The meeting marks a shift for May, whose former aides had wanted to break what they felt was an overly cosy relationship between big business and government before her authority was weakened at the June election.
“Theresa May will tomorrow chair the first meeting of a new business council, which will provide a direct link to business on the government’s Brexit strategy, as well as looking at wider issues such as the development of a modern industrial strategy and steps to boost the nation’s economy,” May’s spokesman said.
The council would meet regularly and its cast list would change on a “rolling basis to ensure broad representation across different sectors and industries over time,” the spokesman added.
Alongside the new business council, there will be regular meetings with Britain’s five main trade organizations chaired by finance minister Philip Hammond, business minister Greg Clark and Brexit minister David Davis to focus on Brexit.

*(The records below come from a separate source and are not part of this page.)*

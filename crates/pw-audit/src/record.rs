// record.rs — Audit record data model.
//
// Every governance-relevant tool invocation — successful or meaningfully
// failed — is recorded as one AuditRecord, one JSON object per line in the
// log. Records are chained: `prev_hash` holds the previous record's
// `entry_hash` (or the genesis constant for seq 1), and `entry_hash` is the
// SHA-256 of the record's canonical serialization with the `entry_hash`
// field removed. Inserting, deleting, or editing any line breaks the chain.

use chrono::{DateTime, Utc};
use serde::{Deserialize, Serialize};
use serde_json::Value;

use crate::hasher;
use crate::redact;

/// `prev_hash` of the first record in a log.
pub const GENESIS_HASH: &str = "0000000000000000000000000000000000000000000000000000000000000000";

/// One line of the audit log.
#[derive(Debug, Clone, Serialize, Deserialize, PartialEq)]
pub struct AuditRecord {
    /// Monotone sequence number, starting at 1, no gaps.
    pub seq: u64,

    /// When this record was appended (UTC).
    pub ts: DateTime<Utc>,

    /// Session that produced the event.
    pub session_id: String,

    /// Role active in that session ("planner" / "executor").
    pub role: String,

    /// The locked workspace root at append time.
    pub workspace_root: String,

    /// Which tool ran (e.g. "write_file", "bootstrap", "replay").
    pub tool: String,

    /// What the call was trying to do (e.g. "write", "bootstrap_noop").
    pub intent: String,

    /// Plan cited by the operation, if any.
    #[serde(default, skip_serializing_if = "Option::is_none")]
    pub plan_hash: Option<String>,

    /// Plan phase the operation executed under, if any.
    #[serde(default, skip_serializing_if = "Option::is_none")]
    pub phase_id: Option<String>,

    /// SHA-256 over the canonical, redacted request arguments.
    pub args_hash: String,

    /// SHA-256 over the canonical, redacted result. Absent for failures.
    #[serde(default, skip_serializing_if = "Option::is_none")]
    pub result_hash: Option<String>,

    /// Stable error code when the operation failed a gate.
    #[serde(default, skip_serializing_if = "Option::is_none")]
    pub error_code: Option<String>,

    /// Invariant identifier associated with the failure, if any.
    #[serde(default, skip_serializing_if = "Option::is_none")]
    pub invariant_id: Option<String>,

    /// Free-form operator notes.
    #[serde(default, skip_serializing_if = "Option::is_none")]
    pub notes: Option<String>,

    /// `entry_hash` of the previous record, or [`GENESIS_HASH`] for seq 1.
    pub prev_hash: String,

    /// SHA-256 of this record's canonical serialization minus this field.
    pub entry_hash: String,
}

impl AuditRecord {
    /// Recompute what this record's `entry_hash` should be.
    pub fn computed_entry_hash(&self) -> String {
        let mut value = serde_json::to_value(self).expect("record serialization");
        if let Value::Object(ref mut map) = value {
            map.remove("entry_hash");
        }
        hasher::hash_canonical(&value)
    }

    /// True when the stored `entry_hash` matches the recomputation.
    pub fn entry_hash_valid(&self) -> bool {
        self.entry_hash == self.computed_entry_hash()
    }
}

/// A not-yet-appended audit event.
///
/// The log completes it into an [`AuditRecord`] on append: assigns `seq` and
/// `ts`, hashes the redacted args/result, links `prev_hash`, and computes
/// `entry_hash`. Built with the usual chaining builder:
///
///   `AuditEvent::new("write_file", "write").with_plan(hash).with_args(args)`
#[derive(Debug, Clone)]
pub struct AuditEvent {
    pub session_id: String,
    pub role: String,
    pub workspace_root: String,
    pub tool: String,
    pub intent: String,
    pub plan_hash: Option<String>,
    pub phase_id: Option<String>,
    pub args: Value,
    pub result: Value,
    pub error_code: Option<String>,
    pub invariant_id: Option<String>,
    pub notes: Option<String>,
}

impl AuditEvent {
    /// Create a new event for a tool invocation. Session fields start empty —
    /// the gateway stamps them before append.
    pub fn new(tool: impl Into<String>, intent: impl Into<String>) -> Self {
        Self {
            session_id: String::new(),
            role: String::new(),
            workspace_root: String::new(),
            tool: tool.into(),
            intent: intent.into(),
            plan_hash: None,
            phase_id: None,
            args: Value::Null,
            result: Value::Null,
            error_code: None,
            invariant_id: None,
            notes: None,
        }
    }

    /// Stamp the session context onto the event.
    pub fn with_session(
        mut self,
        session_id: impl Into<String>,
        role: impl Into<String>,
        workspace_root: impl Into<String>,
    ) -> Self {
        self.session_id = session_id.into();
        self.role = role.into();
        self.workspace_root = workspace_root.into();
        self
    }

    /// Set the cited plan hash.
    pub fn with_plan(mut self, plan_hash: impl Into<String>) -> Self {
        self.plan_hash = Some(plan_hash.into());
        self
    }

    /// Set the plan phase.
    pub fn with_phase(mut self, phase_id: impl Into<String>) -> Self {
        self.phase_id = Some(phase_id.into());
        self
    }

    /// Set the request arguments (redacted before hashing).
    pub fn with_args(mut self, args: Value) -> Self {
        self.args = args;
        self
    }

    /// Set the result value (redacted before hashing).
    pub fn with_result(mut self, result: Value) -> Self {
        self.result = result;
        self
    }

    /// Mark the event as a failed operation.
    pub fn with_error(
        mut self,
        code: impl Into<String>,
        invariant_id: Option<String>,
    ) -> Self {
        self.error_code = Some(code.into());
        self.invariant_id = invariant_id;
        self
    }

    /// Attach operator notes.
    pub fn with_notes(mut self, notes: impl Into<String>) -> Self {
        self.notes = Some(notes.into());
        self
    }

    /// Hash of the redacted argument form. Deterministic for replay.
    pub fn args_hash(&self) -> String {
        hasher::hash_canonical(&redact::redact(self.args.clone()))
    }

    /// Hash of the redacted result form, absent when there is no result.
    pub fn result_hash(&self) -> Option<String> {
        if self.result.is_null() {
            None
        } else {
            Some(hasher::hash_canonical(&redact::redact(self.result.clone())))
        }
    }
}

#[cfg(test)]
mod tests {
    use super::*;
    use serde_json::json;

    fn sample_record() -> AuditRecord {
        let mut record = AuditRecord {
            seq: 1,
            ts: "2026-03-01T12:00:00Z".parse().unwrap(),
            session_id: "s-1".into(),
            role: "executor".into(),
            workspace_root: "/tmp/ws".into(),
            tool: "write_file".into(),
            intent: "write".into(),
            plan_hash: Some("abc".into()),
            phase_id: None,
            args_hash: hasher::hash_str("{}"),
            result_hash: None,
            error_code: None,
            invariant_id: None,
            notes: None,
            prev_hash: GENESIS_HASH.into(),
            entry_hash: String::new(),
        };
        record.entry_hash = record.computed_entry_hash();
        record
    }

    #[test]
    fn record_serialization_round_trip() {
        let record = sample_record();
        let json = serde_json::to_string(&record).unwrap();
        let restored: AuditRecord = serde_json::from_str(&json).unwrap();
        assert_eq!(record, restored);
    }

    #[test]
    fn entry_hash_validates_after_round_trip() {
        let record = sample_record();
        let json = serde_json::to_string(&record).unwrap();
        let restored: AuditRecord = serde_json::from_str(&json).unwrap();
        assert!(restored.entry_hash_valid());
    }

    #[test]
    fn entry_hash_detects_field_edits() {
        let mut record = sample_record();
        record.tool = "edited".into();
        assert!(!record.entry_hash_valid());
    }

    #[test]
    fn entry_hash_ignores_its_own_field() {
        // Recomputation must not feed entry_hash back into itself.
        let mut record = sample_record();
        let expected = record.computed_entry_hash();
        record.entry_hash = "garbage".into();
        assert_eq!(record.computed_entry_hash(), expected);
    }

    #[test]
    fn event_args_hash_is_deterministic() {
        let e1 = AuditEvent::new("write_file", "write").with_args(json!({"path": "a.txt"}));
        let e2 = AuditEvent::new("write_file", "write").with_args(json!({"path": "a.txt"}));
        assert_eq!(e1.args_hash(), e2.args_hash());
    }

    #[test]
    fn null_result_has_no_hash() {
        let event = AuditEvent::new("write_file", "write");
        assert!(event.result_hash().is_none());
    }

    #[test]
    fn genesis_hash_is_64_zeros() {
        assert_eq!(GENESIS_HASH.len(), 64);
        assert!(GENESIS_HASH.chars().all(|c| c == '0'));
    }
}
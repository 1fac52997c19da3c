// structural/mod.rs — Phase B: language-dispatched structural analysis.
//
// Where the textual phase pattern-matches lines, this phase parses the file
// into a real syntax tree and inspects declarations: return types, handler
// bodies, and trailing expressions. Dispatch is by file extension; a
// language with no analyzer gets textual-only treatment (the explicit
// unknown-language policy).
//
// Parse failure on a file the policy targets is itself a rejection —
// content the engine cannot analyze cannot be admitted.

mod rust;
mod treesitter;

use crate::language::Language;
use crate::violation::Violation;

/// Run the structural phase for the given language.
pub fn analyze(language: Language, content: &str) -> Vec<Violation> {
    match language {
        Language::Rust => rust::analyze(content),
        Language::JavaScript | Language::TypeScript | Language::Python => {
            treesitter::analyze(language, content)
        }
        // Unknown languages get no structural phase.
        Language::Unknown => Vec::new(),
    }
}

Meanwhile, a government source said on Wednesday that Britain will probably set up fewer than 10 new regulators after leaving the EU.
Untangling decades of complex legal ties between Britain and the EU is seen as one of the most difficult technical challenges of enacting last year’s Brexit vote, and also one of the most crucial for the future of the world’s fifth largest economy.
Uncertainty over the future of sector-by-sector regulation, much of which is currently handled at EU level, is a major concern for firms operating in dozens of industries such as banking, pharmaceuticals and aviation.
Business lobbying group the Confederation of British Industry has previously suggested that 34 EU regulators will no longer have jurisdiction in Britain after Brexit.
The government set out how it plans to translate EU law into British law last week when it publish legislation known as the repeal bill.
A government source said an assessment of which new regulators would be required under the repeal bill is expected to be a low number, and probably less than 10.
A source close to May also said the number would most likely be in single figures.
The government source did not detail which industries might need a new regulator.
Some firms have already raised the possibility that they would choose to relocate to avoid the higher costs associated with regulatory uncertainty.
Specifically, firms worry whether domestic regulation regimes will allow them to access EU markets, whether British and EU rules will diverge over time, and if they will be asked to bear the cost of setting up new industry watchdogs.
“Far from the Brexit bonfire of bureaucracy promised by Leave campaigners, new regulators with different rules from those in the EU could cause a real red-tape headache for British businesses,” said James McGrory, Executive Director of Open Britain, a cross-party pro-EU campaigning group.
For example leaving the nearly 900-person European Medicines Agency, which is set to move from its current base in London, would mean Britain would need a standalone UK regulator to decide if drugs are fit for use.
Since companies must pay fees to have new drugs assessed and separate filings involve extra work, the cost of accessing a British market that accounts for only 2-3 percent of global sales would likely delay the introduction of new medicines into the UK.
“Good regulators do not come cheap and ministers need to come clean about the cost to the taxpayer, who were promised a Brexit windfall for our public services like the NHS (National Health Service) instead,” McGrory said.